Strategies for Securing AI Services and Models

Developing a comprehensive security strategy for AI systems involves addressing both external and internal assets. For externally sourced AI services, organizations benefit from tools such as the SaaSBOM (Software-as-a-Service Bill of Materials), which provide visibility into the components and dependencies of third-party solutions. This transparency supports more effective risk assessment and management.

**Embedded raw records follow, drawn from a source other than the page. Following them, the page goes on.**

//! HTTP article fetcher with regex-based HTML extraction.

use std::sync::OnceLock;
use std::time::Duration;

use async_trait::async_trait;
use regex::Regex;
use reqwest::Client;

use super::{ContentFetcher, FetchedContent};
use crate::content::{ArticleMetadata, SourceRef};
use crate::error::CollaboratorError;

/// Paragraphs beyond this many are ignored.
const MAX_PARAGRAPHS: usize = 10;

const USER_AGENT: &str = "Mozilla/5.0 (compatible; news-forge/0.1)";

fn title_pattern() -> &'static Regex {
    static RE: OnceLock<Regex> = OnceLock::new();
    RE.get_or_init(|| Regex::new(r"(?is)<title[^>]*>(.*?)</title>").expect("valid regex"))
}

fn paragraph_pattern() -> &'static Regex {
    static RE: OnceLock<Regex> = OnceLock::new();
    RE.get_or_init(|| Regex::new(r"(?is)<p(?:\s[^>]*)?>(.*?)</p>").expect("valid regex"))
}

fn tag_pattern() -> &'static Regex {
    static RE: OnceLock<Regex> = OnceLock::new();
    RE.get_or_init(|| Regex::new(r"(?s)<[^>]*>").expect("valid regex"))
}

fn meta_pattern() -> &'static Regex {
    static RE: OnceLock<Regex> = OnceLock::new();
    RE.get_or_init(|| Regex::new(r"(?is)<meta\s[^>]*>").expect("valid regex"))
}

fn attribute_pattern() -> &'static Regex {
    static RE: OnceLock<Regex> = OnceLock::new();
    RE.get_or_init(|| {
        Regex::new(r#"(?i)([a-z:_-]+)\s*=\s*["']([^"']*)["']"#).expect("valid regex")
    })
}

/// Fetches articles over HTTP(S).
pub struct HttpFetcher {
    client: Client,
}

impl HttpFetcher {
    /// Creates a fetcher whose requests time out after `timeout`.
    ///
    /// # Errors
    ///
    /// Returns `CollaboratorError::Request` if the HTTP client cannot be built.
    pub fn new(timeout: Duration) -> Result<Self, CollaboratorError> {
        let client = Client::builder()
            .timeout(timeout)
            .user_agent(USER_AGENT)
            .build()
            .map_err(|e| CollaboratorError::Request(e.to_string()))?;
        Ok(Self { client })
    }
}

#[async_trait]
impl ContentFetcher for HttpFetcher {
    async fn fetch_content(&self, source: &SourceRef) -> Result<FetchedContent, CollaboratorError> {
        let response = self.client.get(source.as_str()).send().await?;

        let status = response.status();
        if !status.is_success() {
            return Err(CollaboratorError::Http {
                status: status.as_u16(),
                message: format!("GET {} failed", source),
            });
        }

        let html = response.text().await?;
        Ok(extract_article(&html))
    }
}

/// Extracts title, paragraph text and metadata from an HTML document.
pub fn extract_article(html: &str) -> FetchedContent {
    let title = title_pattern()
        .captures(html)
        .and_then(|c| c.get(1))
        .map(|m| clean_text(m.as_str()))
        .unwrap_or_default();

    let body = paragraph_pattern()
        .captures_iter(html)
        .filter_map(|c| c.get(1))
        .map(|m| clean_text(m.as_str()))
        .filter(|p| !p.is_empty())
        .take(MAX_PARAGRAPHS)
        .collect::<Vec<_>>()
        .join(" ");

    let mut metadata = ArticleMetadata::default();
    for tag in meta_pattern().find_iter(html) {
        let mut key = None;
        let mut content = None;
        for attr in attribute_pattern().captures_iter(tag.as_str()) {
            let name = attr[1].to_lowercase();
            let value = attr[2].trim().to_string();
            match name.as_str() {
                "name" | "property" => key = Some(value.to_lowercase()),
                "content" => content = Some(value),
                _ => {}
            }
        }

        match (key.as_deref(), content) {
            (Some("author") | Some("article:author"), Some(value)) if metadata.author.is_none() => {
                metadata.author = Some(value);
            }
            (Some("article:published_time") | Some("pubdate") | Some("date"), Some(value))
                if metadata.published_at.is_none() =>
            {
                metadata.published_at = Some(value);
            }
            _ => {}
        }
    }

    FetchedContent {
        title,
        body,
        metadata,
    }
}

fn clean_text(fragment: &str) -> String {
    let stripped = tag_pattern().replace_all(fragment, " ");
    let decoded = stripped
        .replace("&nbsp;", " ")
        .replace("&quot;", "\"")
        .replace("&#39;", "'")
        .replace("&lt;", "<")
        .replace("&gt;", ">")
        .replace("&amp;", "&");
    decoded.split_whitespace().collect::<Vec<_>>().join(" ")
}
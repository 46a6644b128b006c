//! Fetch stage: retrieves the article payload.

use std::sync::Arc;
use std::time::Duration;

use async_trait::async_trait;
use chrono::Utc;
use tracing::{debug, warn};

use super::{Stage, StageExecutor, StageOutput, StageRequest};
use crate::collaborators::{with_timeout, ContentFetcher};
use crate::content::Payload;
use crate::error::{StageError, StageResult};

pub struct FetchStage {
    fetcher: Arc<dyn ContentFetcher>,
    timeout: Duration,
}

impl FetchStage {
    pub fn new(fetcher: Arc<dyn ContentFetcher>, timeout: Duration) -> Self {
        Self { fetcher, timeout }
    }
}

#[async_trait]
impl StageExecutor for FetchStage {
    fn stage(&self) -> Stage {
        Stage::Fetch
    }

    async fn execute(&self, request: &StageRequest) -> StageResult<StageOutput> {
        let source = &request.item.source;

        let content = with_timeout(self.timeout, self.fetcher.fetch_content(source))
            .await
            .map_err(|e| {
                warn!(item_id = %request.item.id, source = %source, error = %e, "Fetch failed");
                StageError::UnreachableSource(format!("{}: {}", source, e))
            })?;

        if content.body.trim().is_empty() {
            return Err(StageError::EmptyContent);
        }

        debug!(
            item_id = %request.item.id,
            words = content.body.split_whitespace().count(),
            "Fetched article"
        );

        Ok(StageOutput::Fetched(Payload {
            title: content.title.trim().to_string(),
            body: content.body,
            metadata: content.metadata,
            fetched_at: Utc::now(),
        }))
    }
}

#[cfg(test)]
mod tests {
    use super::*;
    use crate::collaborators::FetchedContent;
    use crate::content::{ArticleMetadata, ContentItem, SourceRef};
    use crate::error::CollaboratorError;

    struct StaticFetcher(Result<FetchedContent, CollaboratorError>);

    #[async_trait]
    impl ContentFetcher for StaticFetcher {
        async fn fetch_content(
            &self,
            _source: &SourceRef,
        ) -> Result<FetchedContent, CollaboratorError> {
            self.0.clone()
        }
    }

    struct SlowFetcher;

    #[async_trait]
    impl ContentFetcher for SlowFetcher {
        async fn fetch_content(
            &self,
            _source: &SourceRef,
        ) -> Result<FetchedContent, CollaboratorError> {
            tokio::time::sleep(Duration::from_secs(10)).await;
            Err(CollaboratorError::Unreachable("never".into()))
        }
    }

    fn request() -> StageRequest {
        let source = SourceRef::parse("https://news.example.com/a").unwrap();
        StageRequest::new(ContentItem::new(source, 3))
    }

    fn stage(result: Result<FetchedContent, CollaboratorError>) -> FetchStage {
        FetchStage::new(Arc::new(StaticFetcher(result)), Duration::from_secs(1))
    }

    #[tokio::test]
    async fn test_fetch_success() {
        let output = stage(Ok(FetchedContent {
            title: "  Title ".into(),
            body: "Body text.".into(),
            metadata: ArticleMetadata::default(),
        }))
        .execute(&request())
        .await
        .unwrap();

        match output {
            StageOutput::Fetched(payload) => {
                assert_eq!(payload.title, "Title");
                assert_eq!(payload.body, "Body text.");
            }
            other => panic!("unexpected output {:?}", other),
        }
    }

    #[tokio::test]
    async fn test_fetch_empty_body() {
        let err = stage(Ok(FetchedContent {
            title: "Title".into(),
            body: "   ".into(),
            metadata: ArticleMetadata::default(),
        }))
        .execute(&request())
        .await
        .unwrap_err();
        assert_eq!(err, StageError::EmptyContent);
    }

    #[tokio::test]
    async fn test_fetch_collaborator_error() {
        let err = stage(Err(CollaboratorError::Http {
            status: 404,
            message: "not found".into(),
        }))
        .execute(&request())
        .await
        .unwrap_err();
        assert!(matches!(err, StageError::UnreachableSource(_)));
    }

    #[tokio::test]
    async fn test_fetch_timeout() {
        let stage = FetchStage::new(Arc::new(SlowFetcher), Duration::from_millis(20));
        let err = stage.execute(&request()).await.unwrap_err();
        assert!(matches!(err, StageError::UnreachableSource(msg) if msg.contains("timed out")));
    }
}
impl SharedDispatchStats {
    fn record(&self, succeeded: bool, duration: Duration) {
        if succeeded {
            self.tasks_succeeded.fetch_add(1, Ordering::SeqCst);
        } else {
            self.tasks_failed.fetch_add(1, Ordering::SeqCst);
        }
        self.total_duration_ms
            .fetch_add(duration.as_millis() as u64, Ordering::SeqCst);
    }
}

struct PendingTask {
    id: Uuid,
    stage: Stage,
    request: StageRequest,
    reply: oneshot::Sender<Result<StageOutput, DispatchError>>,
}

/// Everything guarded by the dispatcher's single lock.
#[derive(Default)]
struct DispatchState {
    running: usize,
    queue: TaskQueue<PendingTask>,
    busy_items: HashSet<ItemId>,
    records: HashMap<Uuid, TaskRecord>,
    archive: VecDeque<TaskRecord>,
}

struct Inner {
    stages: Arc<StageSet>,
    capacity: usize,
    max_queued: usize,
    state: Mutex<DispatchState>,
    space_freed: Notify,
    stats: SharedDispatchStats,
    shut_down: AtomicBool,
    metrics: MetricsCollector,
}

/// Routes stage work to the stage executors through a bounded pool.
///
/// At most `capacity` tasks run at once. Excess tasks wait in a priority
/// queue (FIFO within a priority); once `max_queued` tasks are waiting,
/// [`submit`](Self::submit) suspends until space frees up. No two tasks of
/// the same item ever run at the same time. A failed task is reported to its
/// submitter and never retried here.
#[derive(Clone)]
pub struct Dispatcher {
    inner: Arc<Inner>,
}
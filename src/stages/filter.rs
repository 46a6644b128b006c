//! Filter stage: decides whether the article is news worth scripting.
//!
//! The article is relevant when it falls into at least one configured
//! category, or when the keyword and length pre-screen reaches
//! [`PRESCREEN_PASS_SCORE`]. Anything else is categorically irrelevant and
//! ends the run.

use std::sync::Arc;
use std::time::Duration;

use async_trait::async_trait;
use tracing::{debug, warn};

use super::{Stage, StageExecutor, StageOutput, StageRequest};
use crate::collaborators::fallback::{classify_keywords, prescreen_score};
use crate::collaborators::{with_timeout, TextAnalyzer};
use crate::content::{AnalysisSource, Relevance};
use crate::error::{StageError, StageResult};

/// Pre-screen score that makes an article relevant on its own.
pub const PRESCREEN_PASS_SCORE: u8 = 50;

pub struct FilterStage {
    analyzer: Arc<dyn TextAnalyzer>,
    categories: Vec<String>,
    timeout: Duration,
}

impl FilterStage {
    pub fn new(analyzer: Arc<dyn TextAnalyzer>, categories: Vec<String>, timeout: Duration) -> Self {
        Self {
            analyzer,
            categories,
            timeout,
        }
    }

    fn allowed(&self, category: &str) -> bool {
        self.categories
            .iter()
            .any(|c| c.eq_ignore_ascii_case(category.trim()))
    }
}

#[async_trait]
impl StageExecutor for FilterStage {
    fn stage(&self) -> Stage {
        Stage::Filter
    }

    async fn execute(&self, request: &StageRequest) -> StageResult<StageOutput> {
        let payload = request.payload(Stage::Filter)?;
        let text = format!("{}\n\n{}", payload.title, payload.body);

        let (classification, source) =
            match with_timeout(self.timeout, self.analyzer.classify(&text, &self.categories)).await {
                Ok(classification) => (classification, AnalysisSource::Service),
                Err(e) => {
                    warn!(item_id = %request.item.id, error = %e, "Classification unavailable, using keyword fallback");
                    (classify_keywords(&text, &self.categories), AnalysisSource::Fallback)
                }
            };

        let prescreen = prescreen_score(&payload.title, &payload.body);
        let matched: Vec<String> = classification
            .categories
            .iter()
            .filter(|c| self.allowed(c))
            .cloned()
            .collect();

        debug!(
            item_id = %request.item.id,
            prescreen,
            categories = ?classification.categories,
            "Filtered article"
        );

        if matched.is_empty() && prescreen < PRESCREEN_PASS_SCORE {
            return Err(StageError::Irrelevant {
                categories: classification.categories,
            });
        }

        Ok(StageOutput::Filtered(Relevance {
            relevant: true,
            categories: matched,
            prescreen_score: prescreen,
            source,
        }))
    }
}
//! Component weight sets.

use serde::{Deserialize, Serialize};

/// Default weight of the tone component.
pub const DEFAULT_TONE_WEIGHT: f64 = 0.3;

/// Default weight of the engagement component.
pub const DEFAULT_ENGAGEMENT_WEIGHT: f64 = 0.4;

/// Default weight of the quality component.
pub const DEFAULT_QUALITY_WEIGHT: f64 = 0.3;

/// Tolerance used when checking that weights sum to one.
const SUM_TOLERANCE: f64 = 1e-9;

/// Weights applied to tone, engagement and quality when computing a composite.
///
/// A weight set is always normalized: every weight is non-negative and the
/// three sum to 1.0.
#[derive(Debug, Clone, Copy, PartialEq, Serialize, Deserialize)]
pub struct ScoreWeights {
    pub tone: f64,
    pub engagement: f64,
    pub quality: f64,
}

impl Default for ScoreWeights {
    fn default() -> Self {
        Self {
            tone: DEFAULT_TONE_WEIGHT,
            engagement: DEFAULT_ENGAGEMENT_WEIGHT,
            quality: DEFAULT_QUALITY_WEIGHT,
        }
    }
}

impl ScoreWeights {
    /// Builds a weight set from raw values, clamping negatives to zero and
    /// renormalizing to sum 1.0. An all-zero input yields the defaults.
    pub fn normalized(tone: f64, engagement: f64, quality: f64) -> Self {
        let tone = sanitize(tone);
        let engagement = sanitize(engagement);
        let quality = sanitize(quality);
        let sum = tone + engagement + quality;

        if sum <= 0.0 {
            return Self::default();
        }

        Self {
            tone: tone / sum,
            engagement: engagement / sum,
            quality: quality / sum,
        }
    }

    pub fn sum(&self) -> f64 {
        self.tone + self.engagement + self.quality
    }

    pub fn is_normalized(&self) -> bool {
        self.tone >= 0.0
            && self.engagement >= 0.0
            && self.quality >= 0.0
            && (self.sum() - 1.0).abs() < SUM_TOLERANCE
    }

    /// Weighted sum of the three components.
    pub fn apply(&self, tone: f64, engagement: f64, quality: f64) -> f64 {
        tone * self.tone + engagement * self.engagement + quality * self.quality
    }
}

fn sanitize(value: f64) -> f64 {
    if value.is_finite() {
        value.max(0.0)
    } else {
        0.0
    }
}

#[cfg(test)]
mod tests {
    use super::*;

    #[test]
    fn test_default_weights_sum_to_one() {
        let weights = ScoreWeights::default();
        assert!(weights.is_normalized());
        assert!((weights.apply(1.0, 1.0, 1.0) - 1.0).abs() < 1e-12);
    }

    #[test]
    fn test_normalized_rescales() {
        let weights = ScoreWeights::normalized(1.0, 2.0, 1.0);
        assert!(weights.is_normalized());
        assert!((weights.engagement - 0.5).abs() < 1e-12);
    }

    #[test]
    fn test_normalized_rejects_garbage() {
        assert_eq!(ScoreWeights::normalized(0.0, 0.0, 0.0), ScoreWeights::default());

        let weights = ScoreWeights::normalized(f64::NAN, -1.0, 2.0);
        assert!(weights.is_normalized());
        assert_eq!(weights.quality, 1.0);
    }
}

When leveraging open-source models, it is essential to create a Machine Learning Bill of Materials. This inventory details all open-source elements in use, enabling organizations to monitor for vulnerabilities and ensure that only trusted components are deployed in production environments. Regular updates and reviews of this inventory further enhance security posture.

Mitigating Risks in GenAI Applications and RAG Pipelines

Generative AI (GenAI) applications and Retrieval-Augmented Generation (RAG) pipelines introduce unique security challenges. These systems are particularly vulnerable to threats such as prompt injection and data poisoning, which can compromise the integrity and reliability of AI outputs. Implementing robust controls, continuous monitoring, and incident response mechanisms is essential to address these risks effectively.

By prioritizing transparency, reinforcing security controls, and adhering to regulations such as the EU AI Act, organizations can establish a secure and resilient AI infrastructure. Proactive risk management not only protects enterprise assets but also builds trust in AI-driven solutions, supporting long-term business success.